Jérôme, contre Vigilance
Abstract
Vigilance de Calagurris ou le cauchemar de saint Jérôme En fait de cauchemar, c'est plutôt de nuit blanche dont il faudrait parler. Qui est ce Vigilance, originaire de la région toulousaine, qui s'interroge sur la légitimité du culte des reliques, le célibat des prêtres et les honneurs excessifs - selon lui - accordés aux moines ? Ayant appris cela de la bouche de pèlerins aquitains venus jusqu'à son monastère de Bethléem l'été 406, Jérôme en perd le sommeil et passe la nuit suivante à rédiger une réponse cinglante qui devait river son clou définitivement à cet impudent contestataire.

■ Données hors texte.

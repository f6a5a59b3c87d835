//! Normal and curvature estimation for point clouds.
//!
//! For each point the k nearest neighbours are collected and their covariance
//! is decomposed. The eigenvector of the smallest eigenvalue is the normal,
//! and the surface variation `λ₀ / (λ₀ + λ₁ + λ₂)` is stored as curvature.
//! Normals are flipped to face a viewpoint so that coplanar points agree on
//! their sign.
//!
//! # Example
//!
//! ```
//! use plane_types::PointCloud;
//! use nalgebra::Point3;
//!
//! // A slightly irregular grid on the plane z = 1
//! let positions: Vec<_> = (0..15)
//!     .flat_map(|i| (0..15).map(move |j| {
//!         let jitter = ((i * 15 + j) as f64 * 0.37).sin() * 1e-3;
//!         Point3::new(i as f64 * 0.1 + jitter, j as f64 * 0.1 - jitter, 1.0 + jitter * 0.01)
//!     }))
//!     .collect();
//!
//! let mut cloud = PointCloud::from_positions(&positions);
//! cloud.estimate_normals(10).unwrap();
//!
//! assert!(cloud.has_normals());
//! assert!(cloud.has_curvature());
//! ```

use nalgebra::{Matrix3, Point3, SymmetricEigen, Vector3};
use rayon::prelude::*;
use tracing::debug;

use crate::cloud::PointCloud;
use crate::error::{TypesError, TypesResult};
use crate::search::{KdTreeIndex, NeighborSearch};

/// Parameters for normal estimation.
#[derive(Debug, Clone, Copy, PartialEq)]
#[cfg_attr(feature = "serde", derive(serde::Serialize, serde::Deserialize))]
pub struct NormalParams {
    /// Number of neighbours (including the point itself) per estimate.
    pub k: usize,
    /// Normals are flipped to point towards this location.
    pub viewpoint: Point3<f64>,
}

impl Default for NormalParams {
    fn default() -> Self {
        Self {
            k: 15,
            viewpoint: Point3::origin(),
        }
    }
}

impl NormalParams {
    /// Creates parameters with the given neighbourhood size.
    #[must_use]
    pub fn with_k(k: usize) -> Self {
        Self {
            k,
            ..Self::default()
        }
    }

    /// Sets the viewpoint normals are oriented towards.
    #[must_use]
    pub const fn with_viewpoint(mut self, viewpoint: Point3<f64>) -> Self {
        self.viewpoint = viewpoint;
        self
    }
}

/// Normal and curvature of one neighbourhood.
#[derive(Debug, Clone, Copy, PartialEq)]
pub struct LocalSurface {
    /// Unit normal (eigenvector of the smallest eigenvalue).
    pub normal: Vector3<f64>,
    /// Surface variation in `[0, 1/3]`.
    pub curvature: f64,
}

impl PointCloud {
    /// Estimates normals and curvature with `k` neighbours, orienting normals
    /// towards the origin.
    ///
    /// # Errors
    ///
    /// Returns an error if the cloud has fewer than 3 points or `k < 3`.
    pub fn estimate_normals(&mut self, k: usize) -> TypesResult<()> {
        self.estimate_normals_with(&NormalParams::with_k(k))
    }

    /// Estimates normals and curvature with explicit parameters.
    ///
    /// # Errors
    ///
    /// Returns an error if the cloud has fewer than 3 points or `k < 3`.
    pub fn estimate_normals_with(&mut self, params: &NormalParams) -> TypesResult<()> {
        if self.points.len() < 3 {
            return Err(TypesError::InsufficientPoints {
                required: 3,
                actual: self.points.len(),
            });
        }
        if params.k < 3 {
            return Err(TypesError::InvalidParameter {
                reason: format!("k must be at least 3, got {}", params.k),
            });
        }

        let index = KdTreeIndex::from_cloud(self);
        let positions = self.positions();

        let surfaces: Vec<LocalSurface> = positions
            .par_iter()
            .map(|p| {
                let ids: Vec<usize> = index
                    .k_nearest(p, params.k)
                    .into_iter()
                    .map(|n| n.index)
                    .collect();
                let mut surface = fit_local_surface(&positions, &ids);
                if surface.normal.dot(&(params.viewpoint - p)) < 0.0 {
                    surface.normal = -surface.normal;
                }
                surface
            })
            .collect();

        for (point, surface) in self.points.iter_mut().zip(surfaces) {
            point.normal = Some(surface.normal);
            point.curvature = Some(surface.curvature);
        }

        debug!(points = self.points.len(), k = params.k, "Normals estimated");
        Ok(())
    }
}

/// Fits normal and curvature to the positions with the given ids.
///
/// Fewer than 3 ids, or a degenerate neighbourhood, yield `+Z` with zero
/// curvature.
#[must_use]
pub fn fit_local_surface(positions: &[Point3<f64>], ids: &[usize]) -> LocalSurface {
    let fallback = LocalSurface {
        normal: Vector3::z(),
        curvature: 0.0,
    };
    if ids.len() < 3 {
        return fallback;
    }

    let centroid: Vector3<f64> =
        ids.iter().map(|&i| positions[i].coords).sum::<Vector3<f64>>() / ids.len() as f64;

    let mut cov = Matrix3::zeros();
    for &i in ids {
        let diff = positions[i].coords - centroid;
        cov += diff * diff.transpose();
    }

    let eigen = SymmetricEigen::new(cov);
    let values = eigen.eigenvalues;
    let min_idx = values.imin();

    let normal: Vector3<f64> = eigen.eigenvectors.column(min_idx).into_owned();
    let norm = normal.norm();
    if norm < 1e-12 {
        return fallback;
    }

    let total = values.iter().map(|v| v.max(0.0)).sum::<f64>();
    let curvature = if total > 0.0 {
        values[min_idx].max(0.0) / total
    } else {
        0.0
    };

    LocalSurface {
        normal: normal / norm,
        curvature,
    }
}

Vigilance de Calagurris méritait-il tant d'honneur ? Pourquoi Jérôme s'est-il cru obligé de pilonner son malheureux adversaire à coups de sarcasmes rageurs et d'invectives peu amènes jusqu'à en ensevelir la mémoire ? Quel danger mortel représentait Vigilance à ses yeux ? Et, si loin d'être un cas isolé, le prêtre toulousain avait été le porte-parole officieux d'une large part de l'épiscopat gaulois, de ces évêques « qui ne confèrent le sacrement de l'ordre à personne s'ils ne voient sa femme enceinte ou portant des marmots entre ses bras » (aux dires de Jérôme) et qui ne sont pas sans sourciller vis-à-vis des réformes qu'impulsent alors tant les moines d'Orient que l'évêque de Rome ? L'âpreté des débats poursuivis aux alentours du tournant du Ve siècle nous alerte encore sur le caractère pluriel et ouvert du christianisme de l'Antiquité tardive. C'est sur ce « christianisme en recherche » qui s'interroge sur la communion des saints, le mérite des moines, la valeur du célibat que s'est penchée cette nouvelle Petite Journée de Patristique.